WHAT IS REQUIRED:
Look in the data below for the line that contains "self.move_axis(axis, target).await?;". Copy that line and the remaining lines exactly.

***** SUPPLIED MATERIAL *****

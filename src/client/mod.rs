pub mod config;

use std::time::Duration;

use tokio::sync::Mutex;
use tokio::time::Instant;
use tracing::{debug, info, warn};

use crate::axis::{AxisStatus, MotionSettings, MotionState};
use crate::error::ClientError;
use crate::protocol::response::ParseError;
use crate::protocol::{self, response, Command, Param, Property};
use crate::transport::{Channel, UnixChannel};
pub use config::ClientConfig;

/// Result of applying a whole settings block. The wire protocol has no
/// multi-field transaction, so some fields may land while others fail;
/// callers must treat each field as independently fallible.
#[derive(Debug, Clone, Default)]
pub struct ApplyOutcome {
    pub applied: Vec<&'static str>,
    pub failed: Vec<(&'static str, ClientError)>,
}

impl ApplyOutcome {
    pub fn is_complete(&self) -> bool {
        self.failed.is_empty()
    }
}

/// Axis-indexed façade over the controller protocol. One instance owns
/// one channel; all exchanges are serialized through an internal mutex so
/// a monitor tick and a user command can never interleave on the wire.
pub struct DeviceClient {
    channel: Mutex<Box<dyn Channel>>,
    config: ClientConfig,
}

impl DeviceClient {
    pub fn new(config: ClientConfig) -> Self {
        let channel = UnixChannel::new(config.transport.clone());
        Self {
            channel: Mutex::new(Box::new(channel)),
            config,
        }
    }

    /// Builds a client over an arbitrary channel, used by tests to swap
    /// in doubles.
    pub fn with_channel(channel: Box<dyn Channel>, config: ClientConfig) -> Self {
        Self {
            channel: Mutex::new(channel),
            config,
        }
    }

    pub fn axis_count(&self) -> usize {
        self.config.axis_count
    }

    pub async fn disconnect(&self) {
        self.channel.lock().await.disconnect().await;
    }

    fn check_axis(&self, axis: usize) -> Result<(), ClientError> {
        if axis >= self.config.axis_count {
            return Err(ClientError::InvalidAxis {
                axis,
                axis_count: self.config.axis_count,
            });
        }
        Ok(())
    }

    /// The lock is held for exactly one exchange, then released so other
    /// callers (monitor ticks, waits on other tasks) can interleave.
    async fn exchange(&self, command: Command) -> Result<String, ClientError> {
        let wire = command.to_string();
        let mut channel = self.channel.lock().await;
        channel.exchange(&wire).await
    }

    async fn exchange_ack(&self, command: Command) -> Result<(), ClientError> {
        let wire = command.to_string();
        let reply = self.exchange(command).await?;
        if reply == protocol::ACK {
            Ok(())
        } else {
            Err(ClientError::CommandRejected {
                command: wire,
                reply,
            })
        }
    }

    async fn get(&self, axis: usize, property: Property) -> Result<String, ClientError> {
        self.check_axis(axis)?;
        self.exchange(Command::Get { axis, property }).await
    }

    async fn get_u32(&self, axis: usize, property: Property) -> Result<u32, ClientError> {
        let reply = self.get(axis, property).await?;
        let value = response::parse_integer(&reply)?;
        u32::try_from(value).map_err(|_| {
            ClientError::Parse(ParseError::OutOfRange {
                value: value.to_string(),
                reply,
            })
        })
    }

    /// Requests asynchronous motion toward `target`. Returns as soon as
    /// the controller acknowledges; it does not wait for completion.
    pub async fn move_axis(&self, axis: usize, target: f64) -> Result<(), ClientError> {
        self.check_axis(axis)?;
        info!(axis, target, "move requested");
        self.exchange_ack(Command::Move { axis, target }).await
    }

    /// Requests an immediate halt.
    pub async fn stop(&self, axis: usize) -> Result<(), ClientError> {
        self.check_axis(axis)?;
        info!(axis, "stop requested");
        self.exchange_ack(Command::Stop { axis }).await
    }

    pub async fn get_position(&self, axis: usize) -> Result<f64, ClientError> {
        let reply = self.get(axis, Property::Position).await?;
        Ok(response::parse_position(&reply)?)
    }

    pub async fn get_state(&self, axis: usize) -> Result<AxisStatus, ClientError> {
        let reply = self.get(axis, Property::State).await?;
        Ok(response::parse_state(&reply)?)
    }

    pub async fn get_temperature(&self, axis: usize) -> Result<i64, ClientError> {
        let reply = self.get(axis, Property::Temperature).await?;
        Ok(response::parse_integer(&reply)?)
    }

    pub async fn get_velocity(&self, axis: usize) -> Result<u32, ClientError> {
        self.get_u32(axis, Property::Velocity).await
    }

    pub async fn get_acceleration(&self, axis: usize) -> Result<u32, ClientError> {
        self.get_u32(axis, Property::Acceleration).await
    }

    pub async fn get_deceleration(&self, axis: usize) -> Result<u32, ClientError> {
        self.get_u32(axis, Property::Deceleration).await
    }

    pub async fn get_position_window(&self, axis: usize) -> Result<f64, ClientError> {
        let reply = self.get(axis, Property::PositionWindow).await?;
        Ok(response::parse_position(&reply)?)
    }

    pub async fn get_time_limit(&self, axis: usize) -> Result<Option<f64>, ClientError> {
        let reply = self.get(axis, Property::TimeLimit).await?;
        Ok(response::parse_optional_float(&reply)?)
    }

    pub async fn is_moving(&self, axis: usize) -> Result<bool, ClientError> {
        let reply = self.get(axis, Property::IsMoving).await?;
        Ok(response::parse_boolean(&reply)?)
    }

    pub async fn set_velocity(&self, axis: usize, velocity: u32) -> Result<(), ClientError> {
        self.set(axis, Param::Velocity(velocity)).await
    }

    pub async fn set_acceleration(
        &self,
        axis: usize,
        acceleration: u32,
    ) -> Result<(), ClientError> {
        self.set(axis, Param::Acceleration(acceleration)).await
    }

    pub async fn set_deceleration(
        &self,
        axis: usize,
        deceleration: u32,
    ) -> Result<(), ClientError> {
        self.set(axis, Param::Deceleration(deceleration)).await
    }

    pub async fn set_position_window(&self, axis: usize, window: f64) -> Result<(), ClientError> {
        self.set(axis, Param::PositionWindow(window)).await
    }

    pub async fn set_time_limit(&self, axis: usize, seconds: f64) -> Result<(), ClientError> {
        self.set(axis, Param::TimeLimit(seconds)).await
    }

    async fn set(&self, axis: usize, param: Param) -> Result<(), ClientError> {
        self.check_axis(axis)?;
        debug!(axis, param = param.wire_name(), "applying setting");
        self.exchange_ack(Command::Set { axis, param }).await
    }

    /// Reads the whole settings block, one query per field.
    pub async fn get_settings(&self, axis: usize) -> Result<MotionSettings, ClientError> {
        Ok(MotionSettings {
            velocity: self.get_velocity(axis).await?,
            acceleration: self.get_acceleration(axis).await?,
            deceleration: self.get_deceleration(axis).await?,
            position_window: self.get_position_window(axis).await?,
            time_limit: self.get_time_limit(axis).await?,
        })
    }

    /// Applies a settings block field by field. Every field is attempted
    /// even when an earlier one fails; the outcome lists both sides so
    /// partial application is visible to the caller.
    pub async fn apply_settings(
        &self,
        axis: usize,
        settings: &MotionSettings,
    ) -> Result<ApplyOutcome, ClientError> {
        self.check_axis(axis)?;

        let mut params = vec![
            Param::Velocity(settings.velocity),
            Param::Acceleration(settings.acceleration),
            Param::Deceleration(settings.deceleration),
            Param::PositionWindow(settings.position_window),
        ];
        if let Some(limit) = settings.time_limit {
            params.push(Param::TimeLimit(limit));
        }

        let mut outcome = ApplyOutcome::default();
        for param in params {
            let name = param.wire_name();
            match self.set(axis, param).await {
                Ok(()) => outcome.applied.push(name),
                Err(e) => {
                    warn!(axis, field = name, error = %e, "setting not applied");
                    outcome.failed.push((name, e));
                }
            }
        }
        Ok(outcome)
    }

    /// Polls the axis state at `poll_interval` cadence until it leaves
    /// `Moving` or `timeout` elapses. The channel lock is only held for
    /// the individual state queries, so monitor ticks keep flowing while
    /// a wait is in progress. A timeout only stops the waiting; the
    /// physical motion continues until `stop` is issued.
    pub async fn wait_for_motion_complete(
        &self,
        axis: usize,
        timeout: Duration,
        poll_interval: Duration,
    ) -> Result<AxisStatus, ClientError> {
        self.check_axis(axis)?;
        let deadline = Instant::now() + timeout;

        loop {
            let status = self.get_state(axis).await?;
            if status.state != MotionState::Moving {
                debug!(axis, state = ?status.state, "motion complete");
                return Ok(status);
            }

            let now = Instant::now();
            if now >= deadline {
                warn!(axis, ?timeout, "motion did not complete in time");
                return Err(ClientError::MotionTimeout { axis, timeout });
            }
            tokio::time::sleep(poll_interval.min(deadline - now)).await;
        }
    }

    /// `move_axis` then `wait_for_motion_complete`. The wait is never
    /// attempted when the move itself is refused.
    pub async fn move_and_wait(
        &self,
        axis: usize,
        target: f64,
        timeout: Duration,
    ) -> Result<AxisStatus, ClientError> {
        self.move_axis(axis, target).await?;
        self.wait_for_motion_complete(axis, timeout, self.config.poll_interval)
            .await
    }
}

*****

ANSWER SECTION:
        self.move_axis(axis, target).await?;
        self.wait_for_motion_complete(axis, timeout, self.config.poll_interval)
            .await
    }
}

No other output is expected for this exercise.